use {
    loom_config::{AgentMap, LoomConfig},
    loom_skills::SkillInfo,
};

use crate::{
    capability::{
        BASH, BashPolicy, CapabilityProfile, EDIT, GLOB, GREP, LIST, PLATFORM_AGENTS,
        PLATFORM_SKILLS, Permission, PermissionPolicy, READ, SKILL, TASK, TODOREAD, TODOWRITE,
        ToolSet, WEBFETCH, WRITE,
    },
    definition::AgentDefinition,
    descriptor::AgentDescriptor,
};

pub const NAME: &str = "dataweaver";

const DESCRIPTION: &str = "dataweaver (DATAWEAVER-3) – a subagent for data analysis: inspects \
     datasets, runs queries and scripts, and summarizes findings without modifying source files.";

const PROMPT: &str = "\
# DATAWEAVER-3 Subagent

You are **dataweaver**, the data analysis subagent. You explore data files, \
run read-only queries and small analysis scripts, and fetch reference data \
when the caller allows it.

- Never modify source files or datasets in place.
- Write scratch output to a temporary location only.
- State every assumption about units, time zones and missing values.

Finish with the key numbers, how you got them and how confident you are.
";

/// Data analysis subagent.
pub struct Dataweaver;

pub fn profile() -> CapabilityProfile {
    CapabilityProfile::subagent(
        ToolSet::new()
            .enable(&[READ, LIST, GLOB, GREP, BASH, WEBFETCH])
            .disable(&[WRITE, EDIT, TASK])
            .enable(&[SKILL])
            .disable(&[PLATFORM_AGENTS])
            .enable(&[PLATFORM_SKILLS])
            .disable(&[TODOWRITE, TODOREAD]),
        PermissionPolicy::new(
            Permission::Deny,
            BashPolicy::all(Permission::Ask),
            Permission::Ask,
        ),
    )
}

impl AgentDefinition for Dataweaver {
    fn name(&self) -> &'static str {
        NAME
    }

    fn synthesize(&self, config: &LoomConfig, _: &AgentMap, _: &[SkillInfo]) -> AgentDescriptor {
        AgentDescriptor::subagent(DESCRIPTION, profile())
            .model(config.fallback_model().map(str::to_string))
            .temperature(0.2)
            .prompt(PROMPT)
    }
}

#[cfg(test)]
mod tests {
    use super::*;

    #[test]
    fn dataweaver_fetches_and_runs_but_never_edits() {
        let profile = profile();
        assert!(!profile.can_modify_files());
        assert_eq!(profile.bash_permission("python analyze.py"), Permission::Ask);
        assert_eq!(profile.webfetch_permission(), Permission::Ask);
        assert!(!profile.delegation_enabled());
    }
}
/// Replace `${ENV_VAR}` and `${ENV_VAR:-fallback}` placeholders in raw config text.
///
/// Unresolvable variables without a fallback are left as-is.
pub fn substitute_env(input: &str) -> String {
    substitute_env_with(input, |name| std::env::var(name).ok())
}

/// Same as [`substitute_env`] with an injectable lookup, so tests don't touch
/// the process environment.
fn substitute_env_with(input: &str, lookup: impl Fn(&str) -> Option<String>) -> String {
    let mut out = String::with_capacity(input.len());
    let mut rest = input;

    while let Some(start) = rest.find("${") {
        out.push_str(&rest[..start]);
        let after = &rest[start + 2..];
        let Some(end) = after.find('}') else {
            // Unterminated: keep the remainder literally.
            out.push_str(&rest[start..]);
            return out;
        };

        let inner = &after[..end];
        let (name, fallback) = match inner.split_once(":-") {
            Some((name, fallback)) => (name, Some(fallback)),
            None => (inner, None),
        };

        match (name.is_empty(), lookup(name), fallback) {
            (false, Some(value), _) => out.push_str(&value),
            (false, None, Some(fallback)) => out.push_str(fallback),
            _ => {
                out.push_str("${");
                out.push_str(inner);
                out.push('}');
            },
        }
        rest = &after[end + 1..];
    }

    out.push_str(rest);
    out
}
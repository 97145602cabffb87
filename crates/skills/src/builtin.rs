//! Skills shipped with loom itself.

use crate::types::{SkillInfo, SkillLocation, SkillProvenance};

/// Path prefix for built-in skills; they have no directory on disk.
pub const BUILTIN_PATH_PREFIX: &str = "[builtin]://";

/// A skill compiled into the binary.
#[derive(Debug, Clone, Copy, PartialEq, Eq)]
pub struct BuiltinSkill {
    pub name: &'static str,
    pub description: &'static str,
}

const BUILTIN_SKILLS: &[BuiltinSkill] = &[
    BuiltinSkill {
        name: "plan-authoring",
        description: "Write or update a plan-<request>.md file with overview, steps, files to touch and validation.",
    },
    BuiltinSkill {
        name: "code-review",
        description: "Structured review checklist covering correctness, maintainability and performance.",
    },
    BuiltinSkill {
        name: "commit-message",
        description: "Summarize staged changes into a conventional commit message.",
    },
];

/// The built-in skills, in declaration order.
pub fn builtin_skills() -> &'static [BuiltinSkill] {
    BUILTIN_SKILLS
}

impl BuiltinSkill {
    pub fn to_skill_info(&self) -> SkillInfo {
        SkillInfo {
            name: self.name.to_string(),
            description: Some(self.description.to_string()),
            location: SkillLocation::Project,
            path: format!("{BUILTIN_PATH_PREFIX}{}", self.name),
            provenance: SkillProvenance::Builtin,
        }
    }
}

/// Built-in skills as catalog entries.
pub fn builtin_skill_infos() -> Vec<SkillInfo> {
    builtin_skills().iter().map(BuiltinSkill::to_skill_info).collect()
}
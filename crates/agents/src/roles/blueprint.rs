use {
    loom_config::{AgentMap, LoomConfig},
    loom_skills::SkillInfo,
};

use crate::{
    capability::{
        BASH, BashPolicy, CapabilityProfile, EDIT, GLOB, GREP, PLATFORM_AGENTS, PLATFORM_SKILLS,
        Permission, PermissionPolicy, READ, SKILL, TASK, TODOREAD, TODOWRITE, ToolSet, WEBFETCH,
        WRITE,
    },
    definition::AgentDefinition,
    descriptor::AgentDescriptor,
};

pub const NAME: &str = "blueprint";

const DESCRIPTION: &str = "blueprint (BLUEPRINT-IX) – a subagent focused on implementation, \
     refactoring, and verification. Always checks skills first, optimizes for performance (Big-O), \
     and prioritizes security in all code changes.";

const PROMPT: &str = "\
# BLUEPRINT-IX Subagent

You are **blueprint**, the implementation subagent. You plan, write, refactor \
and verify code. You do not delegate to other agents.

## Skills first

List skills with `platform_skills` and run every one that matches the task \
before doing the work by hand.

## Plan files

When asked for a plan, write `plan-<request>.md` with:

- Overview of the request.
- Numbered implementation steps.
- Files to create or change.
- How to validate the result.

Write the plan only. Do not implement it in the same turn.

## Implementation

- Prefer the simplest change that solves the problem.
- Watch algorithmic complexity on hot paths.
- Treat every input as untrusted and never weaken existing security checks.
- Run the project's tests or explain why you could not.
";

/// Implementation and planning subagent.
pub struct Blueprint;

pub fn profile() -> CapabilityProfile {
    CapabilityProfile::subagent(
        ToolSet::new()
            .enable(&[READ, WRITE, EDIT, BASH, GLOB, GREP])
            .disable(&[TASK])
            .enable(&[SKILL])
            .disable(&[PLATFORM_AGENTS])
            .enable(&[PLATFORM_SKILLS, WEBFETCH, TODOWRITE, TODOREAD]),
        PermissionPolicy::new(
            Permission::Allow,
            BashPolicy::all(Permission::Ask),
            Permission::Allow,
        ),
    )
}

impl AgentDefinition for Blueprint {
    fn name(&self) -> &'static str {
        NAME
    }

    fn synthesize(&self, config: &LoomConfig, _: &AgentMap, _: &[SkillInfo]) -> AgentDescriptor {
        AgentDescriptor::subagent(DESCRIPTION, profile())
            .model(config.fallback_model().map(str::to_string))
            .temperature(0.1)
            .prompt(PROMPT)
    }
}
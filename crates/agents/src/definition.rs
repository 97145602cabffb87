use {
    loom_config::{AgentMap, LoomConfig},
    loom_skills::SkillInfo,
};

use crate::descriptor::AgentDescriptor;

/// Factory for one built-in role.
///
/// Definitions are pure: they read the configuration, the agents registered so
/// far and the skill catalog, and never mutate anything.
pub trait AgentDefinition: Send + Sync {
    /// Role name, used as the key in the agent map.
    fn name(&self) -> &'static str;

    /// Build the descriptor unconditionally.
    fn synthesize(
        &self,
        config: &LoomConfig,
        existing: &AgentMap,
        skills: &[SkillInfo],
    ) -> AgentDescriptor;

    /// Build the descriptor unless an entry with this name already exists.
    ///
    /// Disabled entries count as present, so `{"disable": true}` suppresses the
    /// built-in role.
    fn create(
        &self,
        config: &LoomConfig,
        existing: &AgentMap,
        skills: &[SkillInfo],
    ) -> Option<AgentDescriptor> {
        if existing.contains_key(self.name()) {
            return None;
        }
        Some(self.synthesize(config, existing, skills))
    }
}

_REQUIREMENT:_ From the top of the listing above, restate each line word for word up to and including the line with "pub struct Dataweaver;"; add nothing else.

_RESULT FOR THIS TASK:_
use {
    loom_config::{AgentMap, LoomConfig},
    loom_skills::SkillInfo,
};

use crate::{
    capability::{
        BASH, BashPolicy, CapabilityProfile, EDIT, GLOB, GREP, LIST, PLATFORM_AGENTS,
        PLATFORM_SKILLS, Permission, PermissionPolicy, READ, SKILL, TASK, TODOREAD, TODOWRITE,
        ToolSet, WEBFETCH, WRITE,
    },
    definition::AgentDefinition,
    descriptor::AgentDescriptor,
};

pub const NAME: &str = "dataweaver";

const DESCRIPTION: &str = "dataweaver (DATAWEAVER-3) – a subagent for data analysis: inspects \
     datasets, runs queries and scripts, and summarizes findings without modifying source files.";

const PROMPT: &str = "\
# DATAWEAVER-3 Subagent

You are **dataweaver**, the data analysis subagent. You explore data files, \
run read-only queries and small analysis scripts, and fetch reference data \
when the caller allows it.

- Never modify source files or datasets in place.
- Write scratch output to a temporary location only.
- State every assumption about units, time zones and missing values.

Finish with the key numbers, how you got them and how confident you are.
";

/// Data analysis subagent.
pub struct Dataweaver;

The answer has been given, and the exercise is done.